What to do. Restate word for word every line from the one containing "#[derive(Debug, Clone, PartialEq, Eq)]" to the last line of the records below.

********************

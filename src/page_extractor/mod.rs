//! Structured data extraction from loaded frame content.
//!
//! Extractors work on a snapshot of the frame document (`FrameContent`), so
//! they run the same against a live browser and against saved HTML fixtures.

// Sub-modules
pub mod description;
pub mod listing;

// Re-exports for public API
pub use description::DescriptionExtractor;
pub use listing::ListingExtractor;

use scraper::Selector;

use crate::errors::{ScrapeError, ScrapeResult};

/// Snapshot of a loaded frame document
#[derive(Debug, Clone, PartialEq, Eq)]
pub struct FrameContent {
    /// URL of the frame document, used to resolve relative links
    pub url: String,
    /// Serialized `documentElement` of the frame
    pub html: String,
}

impl FrameContent {
    #[must_use]
    pub fn new(url: impl Into<String>, html: impl Into<String>) -> Self {
        Self {
            url: url.into(),
            html: html.into(),
        }
    }
}

/// Turns loaded frame content into structured data
pub trait PageContentExtractor {
    type Output;

    /// Extract structured data from a loaded frame document
    ///
    /// # Errors
    ///
    /// Returns `ScrapeError::Extraction` when the content does not have the
    /// structure this extractor expects.
    fn extract(&self, content: &FrameContent) -> ScrapeResult<Self::Output>;
}

pub(crate) fn compile_selector(selector: &str) -> ScrapeResult<Selector> {
    Selector::parse(selector).map_err(|e| ScrapeError::Selector {
        selector: selector.to_string(),
        message: e.to_string(),
    })
}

********************

Solution to this problem.
#[derive(Debug, Clone, PartialEq, Eq)]
pub struct FrameContent {
    /// URL of the frame document, used to resolve relative links
    pub url: String,
    /// Serialized `documentElement` of the frame
    pub html: String,
}

impl FrameContent {
    #[must_use]
    pub fn new(url: impl Into<String>, html: impl Into<String>) -> Self {
        Self {
            url: url.into(),
            html: html.into(),
        }
    }
}

/// Turns loaded frame content into structured data
pub trait PageContentExtractor {
    type Output;

    /// Extract structured data from a loaded frame document
    ///
    /// # Errors
    ///
    /// Returns `ScrapeError::Extraction` when the content does not have the
    /// structure this extractor expects.
    fn extract(&self, content: &FrameContent) -> ScrapeResult<Self::Output>;
}

pub(crate) fn compile_selector(selector: &str) -> ScrapeResult<Selector> {
    Selector::parse(selector).map_err(|e| ScrapeError::Selector {
        selector: selector.to_string(),
        message: e.to_string(),
    })
}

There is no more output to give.